- _Assignment_
Check each line of the entries below for the string "output"; copy every line where it appears.

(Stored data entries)
· · · ·

// src/host/system.rs
//! Host implementation backed by the running system

use super::{
    scheduler::run_blocking, HostSettings, Scheduler, SystemClock, TimeZoneId, TimeZoneResolver,
    TokioScheduler,
};
use crate::{
    config::{NetworkTimeMode, TimeSyncConfig},
    error::{Result, TimeSyncError},
    gps::gpsd,
    timezone::LongitudeResolver,
};
use chrono::{DateTime, Utc};
use log::{debug, error, info, warn};
use std::{path::Path, process::Command, sync::Mutex, time::Duration};

const GPSD_PROBE_TIMEOUT: Duration = Duration::from_millis(500);

/// Reads its flags from the configuration, sets the realtime clock with
/// `clock_settime` and the zone through `timedatectl`.
pub struct SystemHost {
    config: TimeSyncConfig,
    resolver: LongitudeResolver,
    scheduler: TokioScheduler,
    applied_zone: Mutex<Option<TimeZoneId>>,
}

impl SystemHost {
    pub fn new(config: TimeSyncConfig, scheduler: TokioScheduler) -> Self {
        Self {
            config,
            resolver: LongitudeResolver::new(),
            scheduler,
            applied_zone: Mutex::new(None),
        }
    }
}

impl HostSettings for SystemHost {
    fn is_positioning_enabled(&self) -> bool {
        match self.config.source_type.as_str() {
            "serial" => match self.config.serial_port.as_deref() {
                Some(port) => Path::new(port).exists(),
                None => {
                    warn!("Serial source selected but no port configured");
                    false
                }
            },
            "gpsd" => {
                let host = self.config.gpsd_host.as_deref().unwrap_or("localhost");
                let port = self.config.gpsd_port.unwrap_or(2947);
                run_blocking(|| gpsd::is_reachable(host, port, GPSD_PROBE_TIMEOUT))
            }
            other => {
                warn!("Unknown source type '{}'", other);
                false
            }
        }
    }

    fn is_network_time_provider_enabled(&self) -> bool {
        match self.config.network_time {
            NetworkTimeMode::Enabled => true,
            NetworkTimeMode::Disabled => false,
            NetworkTimeMode::Detect => match run_blocking(ntp_synchronized) {
                Ok(synced) => synced,
                Err(e) => {
                    debug!("Cannot query network time state: {}", e);
                    false
                }
            },
        }
    }

    fn is_auto_time_enabled(&self) -> bool {
        self.config.auto_time
    }

    fn is_auto_time_zone_enabled(&self) -> bool {
        self.config.auto_time_zone
    }
}

impl TimeZoneResolver for SystemHost {
    fn resolve_time_zone(&self, latitude: f64, longitude: f64) -> TimeZoneId {
        self.resolver.resolve_time_zone(latitude, longitude)
    }
}

impl SystemClock for SystemHost {
    fn now(&self) -> DateTime<Utc> {
        Utc::now()
    }

    fn set_system_clock(&self, epoch_millis_utc: i64) {
        if self.config.dry_run {
            info!("Dry run: would set clock to {} ms since epoch", epoch_millis_utc);
            return;
        }

        if let Err(e) = set_realtime_clock(epoch_millis_utc) {
            error!("Failed to set system clock: {}", e);
        }
    }

    fn set_system_time_zone(&self, id: &TimeZoneId) {
        let mut applied = self.applied_zone.lock().unwrap_or_else(|poisoned| poisoned.into_inner());
        if applied.as_ref() == Some(id) {
            return;
        }

        if self.config.dry_run {
            info!("Dry run: would set time zone to {}", id);
        } else if let Err(e) = run_blocking(|| set_time_zone(id)) {
            error!("Failed to set time zone: {}", e);
            return;
        }
        *applied = Some(id.clone());
    }
}

impl Scheduler for SystemHost {
    fn schedule_one_shot(&self, delay: Duration, action: Box<dyn FnOnce() + Send>) {
        self.scheduler.schedule_one_shot(delay, action);
    }
}

/// Whether systemd-timesyncd reports the clock as network synchronized
fn ntp_synchronized() -> Result<bool> {
    let output = Command::new("timedatectl")
        .args(["show", "--property=NTPSynchronized", "--value"])
        .output()?;

    if !output.status.success() {
        return Err(TimeSyncError::Other(format!("timedatectl exited with {}", output.status)));
    }

    Ok(String::from_utf8_lossy(&output.stdout).trim() == "yes")
}

fn set_time_zone(id: &TimeZoneId) -> Result<()> {
    let status = Command::new("timedatectl")
        .args(["set-timezone", id.as_str()])
        .status()?;

    if !status.success() {
        return Err(TimeSyncError::Clock(format!("timedatectl set-timezone {} exited with {}", id, status)));
    }
    Ok(())
}

#[cfg(unix)]
fn set_realtime_clock(epoch_millis_utc: i64) -> Result<()> {
    let ts = libc::timespec {
        tv_sec: epoch_millis_utc.div_euclid(1000) as _,
        tv_nsec: (epoch_millis_utc.rem_euclid(1000) * 1_000_000) as _,
    };

    // SAFETY: `ts` is a fully initialised timespec that outlives the call.
    let rc = unsafe { libc::clock_settime(libc::CLOCK_REALTIME, &ts) };
    if rc != 0 {
        return Err(TimeSyncError::Clock(format!(
            "clock_settime failed: {}",
            std::io::Error::last_os_error()
        )));
    }
    Ok(())
}

#[cfg(not(unix))]
fn set_realtime_clock(_epoch_millis_utc: i64) -> Result<()> {
    Err(TimeSyncError::Clock("Setting the clock is only supported on Unix".to_string()))
}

· · · ·

- _Response to this task_
    let output = Command::new("timedatectl")
        .output()?;
    if !output.status.success() {
        return Err(TimeSyncError::Other(format!("timedatectl exited with {}", output.status)));
    Ok(String::from_utf8_lossy(&output.stdout).trim() == "yes")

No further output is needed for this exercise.